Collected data
--- START ---
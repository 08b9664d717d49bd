//! Cache Store Module
//!
//! Maps canonical request keys to cached upstream result sets with a
//! process-global TTL fixed at construction.
//!
//! Expiry is lazy: staleness is checked at lookup time and a stale entry is
//! simply overwritten by the next successful fetch. There is no background
//! sweep and no eviction, so the map can grow for the lifetime of the
//! process — a documented trade-off for a low-traffic proxy, not an
//! oversight.

use std::collections::HashMap;
use std::time::Duration;

use crate::cache::{CacheEntry, CacheStats, StatsSnapshot};
use crate::places::{RequestKey, ResultSet};

// == Response Cache ==
/// In-memory store of decoded upstream responses keyed by request.
///
/// At most one entry exists per key at any time; `store` replaces the prior
/// entry wholesale.
#[derive(Debug)]
pub struct ResponseCache {
    /// Key-entry storage
    entries: HashMap<RequestKey, CacheEntry>,
    /// Freshness window applied to every entry
    ttl: Duration,
    /// Hit/miss/insert counters
    stats: CacheStats,
}

impl ResponseCache {
    // == Constructor ==
    /// Creates a new ResponseCache with the given TTL.
    pub fn new(ttl: Duration) -> Self {
        Self {
            entries: HashMap::new(),
            ttl,
            stats: CacheStats::new(),
        }
    }

    /// Returns the TTL applied to every entry.
    pub fn ttl(&self) -> Duration {
        self.ttl
    }

    // == Lookup ==
    /// Returns the entry for `key`, fresh or stale.
    ///
    /// Pure read: no counters change and no entry is removed. Callers decide
    /// freshness via [`CacheEntry::is_fresh`] and record the outcome with
    /// [`record_hit`](Self::record_hit) / [`record_miss`](Self::record_miss).
    pub fn lookup(&self, key: &RequestKey) -> Option<&CacheEntry> {
        self.entries.get(key)
    }

    // == Store ==
    /// Creates or overwrites the entry for `key`, timestamped at `now_ms`.
    ///
    /// Overwrite is total; prior results for the key are discarded.
    pub fn store(&mut self, key: RequestKey, results: ResultSet, now_ms: u64) {
        self.entries.insert(key, CacheEntry::new(results, now_ms));
        self.stats.record_insert();
    }

    // == Stats ==
    /// Records a lookup served from a fresh entry.
    pub fn record_hit(&self) {
        self.stats.record_hit();
    }

    /// Records a lookup that found no entry or only a stale one.
    pub fn record_miss(&self) {
        self.stats.record_miss();
    }

    /// Returns a snapshot of the hit/miss/insert counters.
    pub fn stats(&self) -> StatsSnapshot {
        self.stats.snapshot()
    }

    // == Length ==
    /// Returns the current number of entries, fresh and stale alike.
    pub fn len(&self) -> usize {
        self.entries.len()
    }

    /// Returns true if the cache holds no entries.
    pub fn is_empty(&self) -> bool {
        self.entries.is_empty()
    }
}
--- END ---
**Problem details:** Beginning at the line with "pub fn record_hit(&self)" and ending at the last line of the entries, print every line exactly.

**Answer box:**
    pub fn record_hit(&self) {
        self.stats.record_hit();
    }

    /// Records a lookup that found no entry or only a stale one.
    pub fn record_miss(&self) {
        self.stats.record_miss();
    }

    /// Returns a snapshot of the hit/miss/insert counters.
    pub fn stats(&self) -> StatsSnapshot {
        self.stats.snapshot()
    }

    // == Length ==
    /// Returns the current number of entries, fresh and stale alike.
    pub fn len(&self) -> usize {
        self.entries.len()
    }

    /// Returns true if the cache holds no entries.
    pub fn is_empty(&self) -> bool {
        self.entries.is_empty()
    }
}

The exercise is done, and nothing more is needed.